Title and Summary

Manager, Third Party Risk Management

Job Description Summary

Overview
The Third Party Risk Manager is a key part of the Third Party Risk Management (TPRM) Center of Excellence team within the Global Supply Chain organization. The manager is responsible for leading all aspects of the Center of Excellence for the Warsaw team including staff hiring, performance management, onboarding and training, quality reviews, and engagement with related business partners. The manager will also perform Risk Assessments of Suppliers and other Third Parties to ensure compliance to Mastercard's requirements which includes assessing controls, calculating the impact of potential adverse events, and identification of risk issues. Additionally, this role will have significant involvement in TPRM's response to regulatory inquiries as well as management and tracking of supplier's relevant to local regulation.
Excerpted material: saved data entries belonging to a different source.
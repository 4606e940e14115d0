//! HTTP client for the discovery daemon

use crate::error::{ClientError, Result};
use beacon_registry::{BroadcastInfo, RegisterBroadcast};
use reqwest::{Response, StatusCode};
use serde::Deserialize;
use std::time::Duration;
use url::Url;

const DEFAULT_TIMEOUT: Duration = Duration::from_secs(10);

#[derive(Debug, Deserialize)]
struct ErrorBody {
    error: String,
}

/// Client for the `/broadcasts` API
#[derive(Debug, Clone)]
pub struct DiscoveryClient {
    http: reqwest::Client,
    base_url: Url,
}

impl DiscoveryClient {
    /// Create a client for the daemon at `base_url`, e.g. `http://127.0.0.1:5000`
    pub fn new(base_url: &str) -> Result<Self> {
        Self::with_timeout(base_url, DEFAULT_TIMEOUT)
    }

    pub fn with_timeout(base_url: &str, timeout: Duration) -> Result<Self> {
        let base_url = Url::parse(base_url)?;
        if base_url.cannot_be_a_base() {
            return Err(ClientError::InvalidBaseUrl(base_url.to_string()));
        }

        let http = reqwest::Client::builder().timeout(timeout).build()?;
        Ok(Self { http, base_url })
    }

    pub fn base_url(&self) -> &Url {
        &self.base_url
    }

    /// Register or heartbeat a broadcaster
    pub async fn register(&self, broadcaster_id: &str, stream_url: &str) -> Result<BroadcastInfo> {
        let response = self
            .http
            .post(self.endpoint(&["broadcasts"])?)
            .json(&RegisterBroadcast::new(broadcaster_id, stream_url))
            .send()
            .await?;

        Ok(check(response).await?.json().await?)
    }

    /// Remove a broadcaster; unknown ids yield [`ClientError::NotFound`]
    pub async fn deregister(&self, broadcaster_id: &str) -> Result<()> {
        let response = self
            .http
            .delete(self.endpoint(&["broadcasts", broadcaster_id])?)
            .send()
            .await?;

        check(response).await?;
        Ok(())
    }

    /// Every broadcaster the daemon currently lists
    pub async fn list(&self) -> Result<Vec<BroadcastInfo>> {
        let response = self
            .http
            .get(self.endpoint(&["broadcasts"])?)
            .send()
            .await?;

        Ok(check(response).await?.json().await?)
    }

    /// Find a broadcaster by id in the directory listing
    pub async fn find(&self, broadcaster_id: &str) -> Result<Option<BroadcastInfo>> {
        Ok(self
            .list()
            .await?
            .into_iter()
            .find(|b| b.broadcaster_id == broadcaster_id))
    }

    fn endpoint(&self, segments: &[&str]) -> Result<Url> {
        let mut url = self.base_url.clone();
        url.path_segments_mut()
            .map_err(|_| ClientError::InvalidBaseUrl(self.base_url.to_string()))?
            .pop_if_empty()
            .extend(segments);
        Ok(url)
    }
}

/// Pass successful responses through; turn the rest into errors
async fn check(response: Response) -> Result<Response> {
    let status = response.status();
    if status.is_success() {
        return Ok(response);
    }

    let text = response.text().await.unwrap_or_default();
    let message = serde_json::from_str::<ErrorBody>(&text)
        .map(|body| body.error)
        .unwrap_or(text);

    if status == StatusCode::NOT_FOUND {
        Err(ClientError::NotFound(message))
    } else {
        Err(ClientError::Api {
            status: status.as_u16(),
            message,
        })
    }
}

#[cfg(test)]
mod tests {
    use super::*;

    #[test]
    fn test_endpoint_building() {
        let client = DiscoveryClient::new("http://127.0.0.1:5000").unwrap();
        assert_eq!(
            client.endpoint(&["broadcasts"]).unwrap().as_str(),
            "http://127.0.0.1:5000/broadcasts"
        );

        let client = DiscoveryClient::new("http://discovery.local/beacon/").unwrap();
        assert_eq!(
            client.endpoint(&["broadcasts", "live from/toronto"]).unwrap().as_str(),
            "http://discovery.local/beacon/broadcasts/live%20from%2Ftoronto"
        );
    }

    #[test]
    fn test_rejects_unusable_base_url() {
        assert!(matches!(
            DiscoveryClient::new("not a url"),
            Err(ClientError::InvalidUrl(_))
        ));
        assert!(matches!(
            DiscoveryClient::new("mailto:ops@example.com"),
            Err(ClientError::InvalidBaseUrl(_))
        ));
    }
}
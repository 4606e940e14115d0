//! Broadcast directory handlers

use crate::api::rest::state::AppState;
use crate::error::{ApiError, ApiResult};
use axum::{
    extract::{
        rejection::{JsonRejection, PathRejection, QueryRejection},
        Path, Query, State,
    },
    http::StatusCode,
    Json,
};
use beacon_registry::{BroadcastInfo, BroadcastStatus, RegisterBroadcast, RegistryError};
use serde::{Deserialize, Serialize};

/// List broadcasts query params
#[derive(Debug, Deserialize)]
pub struct ListBroadcastsQuery {
    pub status: Option<String>,
}

/// Empty JSON object body
#[derive(Debug, Serialize)]
pub struct EmptyResponse {}

/// Register a broadcaster, or refresh an existing one.
///
/// Responds 201 for a first registration and 200 for a heartbeat.
pub async fn register_broadcast(
    State(state): State<AppState>,
    payload: Result<Json<RegisterBroadcast>, JsonRejection>,
) -> ApiResult<(StatusCode, Json<BroadcastInfo>)> {
    let Json(request) = payload.map_err(|e| ApiError::BadRequest(e.body_text()))?;

    let outcome = state.registry.register(request).await?;
    let status = if outcome.created {
        StatusCode::CREATED
    } else {
        StatusCode::OK
    };

    Ok((status, Json(outcome.record.into())))
}

/// List broadcasts
///
/// Listing never fails: an unreadable query or unknown `status` value
/// falls back to the unfiltered directory.
pub async fn list_broadcasts(
    State(state): State<AppState>,
    query: Result<Query<ListBroadcastsQuery>, QueryRejection>,
) -> Json<Vec<BroadcastInfo>> {
    let status = match query {
        Ok(Query(query)) => query.status.as_deref().and_then(status_filter),
        Err(e) => {
            tracing::debug!(error = %e.body_text(), "Ignoring unreadable list query");
            None
        }
    };

    // Snapshot is taken and released before serialization
    let records = state.registry.list(status).await;
    Json(records.into_iter().map(BroadcastInfo::from).collect())
}

fn status_filter(raw: &str) -> Option<BroadcastStatus> {
    match raw.parse::<BroadcastStatus>() {
        Ok(status) => Some(status),
        Err(e) => {
            tracing::debug!(error = %e, "Ignoring unknown status filter");
            None
        }
    }
}

/// An id the router cannot decode was never registered.
fn path_broadcaster_id(path: Result<Path<String>, PathRejection>) -> ApiResult<String> {
    let Path(broadcaster_id) = path.map_err(|e| {
        tracing::debug!(error = %e.body_text(), "Undecodable broadcaster id");
        ApiError::from(RegistryError::broadcast_not_found())
    })?;
    Ok(broadcaster_id)
}

/// Get a specific broadcast
pub async fn get_broadcast(
    State(state): State<AppState>,
    path: Result<Path<String>, PathRejection>,
) -> ApiResult<Json<BroadcastInfo>> {
    let broadcaster_id = path_broadcaster_id(path)?;
    let record = state.registry.get(&broadcaster_id).await?;
    Ok(Json(record.into()))
}

/// Deregister a broadcaster
pub async fn deregister_broadcast(
    State(state): State<AppState>,
    path: Result<Path<String>, PathRejection>,
) -> ApiResult<Json<EmptyResponse>> {
    let broadcaster_id = path_broadcaster_id(path)?;
    state.registry.deregister(&broadcaster_id).await?;
    Ok(Json(EmptyResponse {}))
}

/// Fallback for unmatched routes
pub async fn route_not_found() -> ApiError {
    ApiError::NotFound("Not found".to_string())
}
• Have you ever performed vendor/supplier risk assessments?
• Have you ever lead and developed a team?
• Do you have a passion for risk management?

Role
Primary responsibilities include overall team leadership and execution of risk assessments.
• Lead a team of Senior Risk Analysts by hiring qualified staff members, managing performance expectations, training less experienced individuals, and ensuring work quality meets program standards.
• Collaborate with program partners across the Europe region regarding TPRM's mission, expectations, and ability to consult on third party risk.
• Communicate all aspects of the TPRM program to regulators during inquiry sessions.
• Engage with multiple business owners of third parties to ensure compliance with required assessments, procedures and cadence per the Mastercard TPRM Process Framework; assessment administration for both new and existing engagements.
• Prepare and facilitate assessments within identified system and in alignment to the TPRM Process framework; including system administration and system/process training & ongoing communication.
• Evaluate completed assessment and supporting materials to ensure completeness and Mastercard's expectations are being met; including the identification of control gaps, weaknesses and vulnerabilities.
• Identify, document and communicate opportunities for improving program areas
• Other duties as requested by COE management.

All About You
Experience:
• Prior experience managing or leading a team of professionals.
• Thorough knowledge and experience in the TPRM discipline; including identification, segmentation, analysis, evaluation, treatment and reporting.
• Knowledge of laws and regulations related to supplier risk management and experience interacting with and responding to regulatory inquiries.
• Proven experience in evaluating a Supplier or other Third Party's security, privacy, compliance, financials and operating/business controls to minimize likelihood of a risk event occurring and or impact of an event to protect Mastercard's assets, data, brand and reputation.

Education and Skills:
• Bachelor's degree or equivalent work experience required
• Preference given to candidates with CISSP, CISA, QSA, CRISC and ISA certifications.
• Professional comportment and excellent communication and presentation skills applicable to all levels of the organization
• Excellent organizational skills and a demonstrated ability in multi-tasking in a fast-paced environment.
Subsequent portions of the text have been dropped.